Dataset records START
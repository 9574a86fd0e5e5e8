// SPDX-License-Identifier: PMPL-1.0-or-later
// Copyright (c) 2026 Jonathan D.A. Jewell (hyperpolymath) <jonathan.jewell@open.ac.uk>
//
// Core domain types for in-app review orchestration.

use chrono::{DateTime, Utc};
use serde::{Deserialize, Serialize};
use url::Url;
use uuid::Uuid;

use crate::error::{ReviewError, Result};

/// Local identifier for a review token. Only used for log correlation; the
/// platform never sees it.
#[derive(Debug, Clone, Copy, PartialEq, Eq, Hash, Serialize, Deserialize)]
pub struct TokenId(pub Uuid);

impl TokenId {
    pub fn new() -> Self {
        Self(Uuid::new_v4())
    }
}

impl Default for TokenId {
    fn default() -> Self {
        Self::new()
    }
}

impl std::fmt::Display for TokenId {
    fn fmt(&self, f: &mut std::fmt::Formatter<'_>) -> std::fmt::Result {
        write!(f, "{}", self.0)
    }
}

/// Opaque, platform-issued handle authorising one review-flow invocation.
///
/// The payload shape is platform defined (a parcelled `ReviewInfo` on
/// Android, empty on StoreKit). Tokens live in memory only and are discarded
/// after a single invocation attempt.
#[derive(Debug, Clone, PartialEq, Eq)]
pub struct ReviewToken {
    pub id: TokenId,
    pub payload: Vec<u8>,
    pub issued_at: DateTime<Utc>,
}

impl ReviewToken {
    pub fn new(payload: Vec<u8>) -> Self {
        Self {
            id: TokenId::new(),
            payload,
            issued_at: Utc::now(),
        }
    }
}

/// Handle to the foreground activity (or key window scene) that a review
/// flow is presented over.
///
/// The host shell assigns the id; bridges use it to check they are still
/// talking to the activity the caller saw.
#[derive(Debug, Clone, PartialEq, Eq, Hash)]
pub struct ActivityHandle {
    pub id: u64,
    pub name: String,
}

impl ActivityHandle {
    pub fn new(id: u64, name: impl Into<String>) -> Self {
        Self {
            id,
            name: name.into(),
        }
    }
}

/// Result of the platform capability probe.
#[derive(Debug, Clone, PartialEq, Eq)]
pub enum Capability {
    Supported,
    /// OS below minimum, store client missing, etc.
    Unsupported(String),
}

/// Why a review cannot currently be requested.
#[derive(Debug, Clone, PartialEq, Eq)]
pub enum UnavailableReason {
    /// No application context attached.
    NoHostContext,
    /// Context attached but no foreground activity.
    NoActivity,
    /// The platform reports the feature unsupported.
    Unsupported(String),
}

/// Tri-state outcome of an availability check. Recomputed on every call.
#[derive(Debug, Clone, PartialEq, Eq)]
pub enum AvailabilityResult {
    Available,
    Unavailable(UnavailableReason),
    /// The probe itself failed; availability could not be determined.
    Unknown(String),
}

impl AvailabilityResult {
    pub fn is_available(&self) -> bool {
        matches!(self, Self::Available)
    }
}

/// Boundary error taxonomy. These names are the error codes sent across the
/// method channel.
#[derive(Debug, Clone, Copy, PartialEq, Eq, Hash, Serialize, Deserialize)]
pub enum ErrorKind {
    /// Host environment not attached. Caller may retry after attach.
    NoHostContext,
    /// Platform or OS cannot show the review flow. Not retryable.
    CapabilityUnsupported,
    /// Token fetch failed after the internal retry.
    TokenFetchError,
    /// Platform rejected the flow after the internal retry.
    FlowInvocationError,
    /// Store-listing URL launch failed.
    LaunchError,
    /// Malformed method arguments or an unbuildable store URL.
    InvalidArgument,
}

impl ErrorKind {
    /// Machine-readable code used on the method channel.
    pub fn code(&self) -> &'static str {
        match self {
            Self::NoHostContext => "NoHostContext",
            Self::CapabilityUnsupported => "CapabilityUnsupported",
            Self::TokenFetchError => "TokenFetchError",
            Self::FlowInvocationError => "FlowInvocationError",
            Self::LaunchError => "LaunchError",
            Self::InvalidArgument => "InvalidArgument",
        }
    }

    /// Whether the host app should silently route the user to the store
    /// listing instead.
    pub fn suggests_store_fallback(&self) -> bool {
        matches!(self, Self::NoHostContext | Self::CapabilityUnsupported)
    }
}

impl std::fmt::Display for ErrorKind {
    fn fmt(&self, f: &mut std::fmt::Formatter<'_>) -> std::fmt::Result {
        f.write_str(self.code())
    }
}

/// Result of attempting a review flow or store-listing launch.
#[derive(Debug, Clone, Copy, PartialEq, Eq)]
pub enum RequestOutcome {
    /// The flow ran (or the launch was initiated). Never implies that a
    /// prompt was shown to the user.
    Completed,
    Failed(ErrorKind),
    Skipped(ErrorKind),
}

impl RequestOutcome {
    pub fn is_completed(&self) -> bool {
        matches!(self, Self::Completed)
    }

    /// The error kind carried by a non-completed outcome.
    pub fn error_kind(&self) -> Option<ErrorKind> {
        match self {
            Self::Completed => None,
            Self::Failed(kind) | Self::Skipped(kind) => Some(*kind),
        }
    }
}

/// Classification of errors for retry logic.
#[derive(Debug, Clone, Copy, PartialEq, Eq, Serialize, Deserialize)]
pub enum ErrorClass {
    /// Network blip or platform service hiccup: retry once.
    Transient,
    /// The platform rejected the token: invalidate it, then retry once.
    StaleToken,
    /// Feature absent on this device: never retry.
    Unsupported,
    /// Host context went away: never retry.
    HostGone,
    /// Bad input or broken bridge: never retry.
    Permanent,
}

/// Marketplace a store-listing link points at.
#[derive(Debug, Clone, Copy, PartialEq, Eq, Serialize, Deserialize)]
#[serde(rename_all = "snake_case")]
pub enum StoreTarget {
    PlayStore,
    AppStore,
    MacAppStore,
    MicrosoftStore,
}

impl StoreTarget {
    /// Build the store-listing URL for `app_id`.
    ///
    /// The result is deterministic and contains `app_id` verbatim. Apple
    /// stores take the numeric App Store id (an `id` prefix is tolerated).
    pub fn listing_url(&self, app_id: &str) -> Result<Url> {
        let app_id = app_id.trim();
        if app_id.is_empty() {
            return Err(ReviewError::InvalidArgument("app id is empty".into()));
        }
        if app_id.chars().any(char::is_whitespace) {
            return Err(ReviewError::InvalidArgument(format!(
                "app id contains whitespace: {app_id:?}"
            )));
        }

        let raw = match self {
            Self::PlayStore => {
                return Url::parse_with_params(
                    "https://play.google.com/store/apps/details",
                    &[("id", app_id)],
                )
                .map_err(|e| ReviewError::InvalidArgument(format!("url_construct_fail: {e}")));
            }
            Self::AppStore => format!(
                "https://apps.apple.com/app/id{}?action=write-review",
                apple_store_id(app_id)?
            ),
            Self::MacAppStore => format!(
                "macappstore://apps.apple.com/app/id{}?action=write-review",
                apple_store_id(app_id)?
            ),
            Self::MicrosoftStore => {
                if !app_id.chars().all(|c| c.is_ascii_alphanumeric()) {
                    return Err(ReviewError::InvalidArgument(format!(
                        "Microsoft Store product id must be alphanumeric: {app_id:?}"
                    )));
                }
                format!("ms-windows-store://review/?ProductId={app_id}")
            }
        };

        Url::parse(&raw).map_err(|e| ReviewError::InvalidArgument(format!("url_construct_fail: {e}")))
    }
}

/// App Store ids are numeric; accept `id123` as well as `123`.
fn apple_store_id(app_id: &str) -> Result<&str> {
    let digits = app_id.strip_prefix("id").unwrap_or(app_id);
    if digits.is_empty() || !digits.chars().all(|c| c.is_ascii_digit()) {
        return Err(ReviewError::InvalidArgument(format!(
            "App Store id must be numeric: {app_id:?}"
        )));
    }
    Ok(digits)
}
Dataset records END
_Task to carry out_
Please write the entries out again exactly as they stand.

_Result for this exercise_
repository 9574a86fd0e5e5e8
// SPDX-License-Identifier: PMPL-1.0-or-later
// Copyright (c) 2026 Jonathan D.A. Jewell (hyperpolymath) <jonathan.jewell@open.ac.uk>
//
// Core domain types for in-app review orchestration.

use chrono::{DateTime, Utc};
use serde::{Deserialize, Serialize};
use url::Url;
use uuid::Uuid;

use crate::error::{ReviewError, Result};

/// Local identifier for a review token. Only used for log correlation; the
/// platform never sees it.
#[derive(Debug, Clone, Copy, PartialEq, Eq, Hash, Serialize, Deserialize)]
pub struct TokenId(pub Uuid);

impl TokenId {
    pub fn new() -> Self {
        Self(Uuid::new_v4())
    }
}

impl Default for TokenId {
    fn default() -> Self {
        Self::new()
    }
}

impl std::fmt::Display for TokenId {
    fn fmt(&self, f: &mut std::fmt::Formatter<'_>) -> std::fmt::Result {
        write!(f, "{}", self.0)
    }
}

/// Opaque, platform-issued handle authorising one review-flow invocation.
///
/// The payload shape is platform defined (a parcelled `ReviewInfo` on
/// Android, empty on StoreKit). Tokens live in memory only and are discarded
/// after a single invocation attempt.
#[derive(Debug, Clone, PartialEq, Eq)]
pub struct ReviewToken {
    pub id: TokenId,
    pub payload: Vec<u8>,
    pub issued_at: DateTime<Utc>,
}

impl ReviewToken {
    pub fn new(payload: Vec<u8>) -> Self {
        Self {
            id: TokenId::new(),
            payload,
            issued_at: Utc::now(),
        }
    }
}

/// Handle to the foreground activity (or key window scene) that a review
/// flow is presented over.
///
/// The host shell assigns the id; bridges use it to check they are still
/// talking to the activity the caller saw.
#[derive(Debug, Clone, PartialEq, Eq, Hash)]
pub struct ActivityHandle {
    pub id: u64,
    pub name: String,
}

impl ActivityHandle {
    pub fn new(id: u64, name: impl Into<String>) -> Self {
        Self {
            id,
            name: name.into(),
        }
    }
}

/// Result of the platform capability probe.
#[derive(Debug, Clone, PartialEq, Eq)]
pub enum Capability {
    Supported,
    /// OS below minimum, store client missing, etc.
    Unsupported(String),
}

/// Why a review cannot currently be requested.
#[derive(Debug, Clone, PartialEq, Eq)]
pub enum UnavailableReason {
    /// No application context attached.
    NoHostContext,
    /// Context attached but no foreground activity.
    NoActivity,
    /// The platform reports the feature unsupported.
    Unsupported(String),
}

/// Tri-state outcome of an availability check. Recomputed on every call.
#[derive(Debug, Clone, PartialEq, Eq)]
pub enum AvailabilityResult {
    Available,
    Unavailable(UnavailableReason),
    /// The probe itself failed; availability could not be determined.
    Unknown(String),
}

impl AvailabilityResult {
    pub fn is_available(&self) -> bool {
        matches!(self, Self::Available)
    }
}

/// Boundary error taxonomy. These names are the error codes sent across the
/// method channel.
#[derive(Debug, Clone, Copy, PartialEq, Eq, Hash, Serialize, Deserialize)]
pub enum ErrorKind {
    /// Host environment not attached. Caller may retry after attach.
    NoHostContext,
    /// Platform or OS cannot show the review flow. Not retryable.
    CapabilityUnsupported,
    /// Token fetch failed after the internal retry.
    TokenFetchError,
    /// Platform rejected the flow after the internal retry.
    FlowInvocationError,
    /// Store-listing URL launch failed.
    LaunchError,
    /// Malformed method arguments or an unbuildable store URL.
    InvalidArgument,
}

impl ErrorKind {
    /// Machine-readable code used on the method channel.
    pub fn code(&self) -> &'static str {
        match self {
            Self::NoHostContext => "NoHostContext",
            Self::CapabilityUnsupported => "CapabilityUnsupported",
            Self::TokenFetchError => "TokenFetchError",
            Self::FlowInvocationError => "FlowInvocationError",
            Self::LaunchError => "LaunchError",
            Self::InvalidArgument => "InvalidArgument",
        }
    }

    /// Whether the host app should silently route the user to the store
    /// listing instead.
    pub fn suggests_store_fallback(&self) -> bool {
        matches!(self, Self::NoHostContext | Self::CapabilityUnsupported)
    }
}

impl std::fmt::Display for ErrorKind {
    fn fmt(&self, f: &mut std::fmt::Formatter<'_>) -> std::fmt::Result {
        f.write_str(self.code())
    }
}

/// Result of attempting a review flow or store-listing launch.
#[derive(Debug, Clone, Copy, PartialEq, Eq)]
pub enum RequestOutcome {
    /// The flow ran (or the launch was initiated). Never implies that a
    /// prompt was shown to the user.
    Completed,
    Failed(ErrorKind),
    Skipped(ErrorKind),
}

impl RequestOutcome {
    pub fn is_completed(&self) -> bool {
        matches!(self, Self::Completed)
    }

    /// The error kind carried by a non-completed outcome.
    pub fn error_kind(&self) -> Option<ErrorKind> {
        match self {
            Self::Completed => None,
            Self::Failed(kind) | Self::Skipped(kind) => Some(*kind),
        }
    }
}

/// Classification of errors for retry logic.
#[derive(Debug, Clone, Copy, PartialEq, Eq, Serialize, Deserialize)]
pub enum ErrorClass {
    /// Network blip or platform service hiccup: retry once.
    Transient,
    /// The platform rejected the token: invalidate it, then retry once.
    StaleToken,
    /// Feature absent on this device: never retry.
    Unsupported,
    /// Host context went away: never retry.
    HostGone,
    /// Bad input or broken bridge: never retry.
    Permanent,
}

/// Marketplace a store-listing link points at.
#[derive(Debug, Clone, Copy, PartialEq, Eq, Serialize, Deserialize)]
#[serde(rename_all = "snake_case")]
pub enum StoreTarget {
    PlayStore,
    AppStore,
    MacAppStore,
    MicrosoftStore,
}

impl StoreTarget {
    /// Build the store-listing URL for `app_id`.
    ///
    /// The result is deterministic and contains `app_id` verbatim. Apple
    /// stores take the numeric App Store id (an `id` prefix is tolerated).
    pub fn listing_url(&self, app_id: &str) -> Result<Url> {
        let app_id = app_id.trim();
        if app_id.is_empty() {
            return Err(ReviewError::InvalidArgument("app id is empty".into()));
        }
        if app_id.chars().any(char::is_whitespace) {
            return Err(ReviewError::InvalidArgument(format!(
                "app id contains whitespace: {app_id:?}"
            )));
        }

        let raw = match self {
            Self::PlayStore => {
                return Url::parse_with_params(
                    "https://play.google.com/store/apps/details",
                    &[("id", app_id)],
                )
                .map_err(|e| ReviewError::InvalidArgument(format!("url_construct_fail: {e}")));
            }
            Self::AppStore => format!(
                "https://apps.apple.com/app/id{}?action=write-review",
                apple_store_id(app_id)?
            ),
            Self::MacAppStore => format!(
                "macappstore://apps.apple.com/app/id{}?action=write-review",
                apple_store_id(app_id)?
            ),
            Self::MicrosoftStore => {
                if !app_id.chars().all(|c| c.is_ascii_alphanumeric()) {
                    return Err(ReviewError::InvalidArgument(format!(
                        "Microsoft Store product id must be alphanumeric: {app_id:?}"
                    )));
                }
                format!("ms-windows-store://review/?ProductId={app_id}")
            }
        };

        Url::parse(&raw).map_err(|e| ReviewError::InvalidArgument(format!("url_construct_fail: {e}")))
    }
}

/// App Store ids are numeric; accept `id123` as well as `123`.
fn apple_store_id(app_id: &str) -> Result<&str> {
    let digits = app_id.strip_prefix("id").unwrap_or(app_id);
    if digits.is_empty() || !digits.chars().all(|c| c.is_ascii_digit()) {
        return Err(ReviewError::InvalidArgument(format!(
            "App Store id must be numeric: {app_id:?}"
        )));
    }
    Ok(digits)
}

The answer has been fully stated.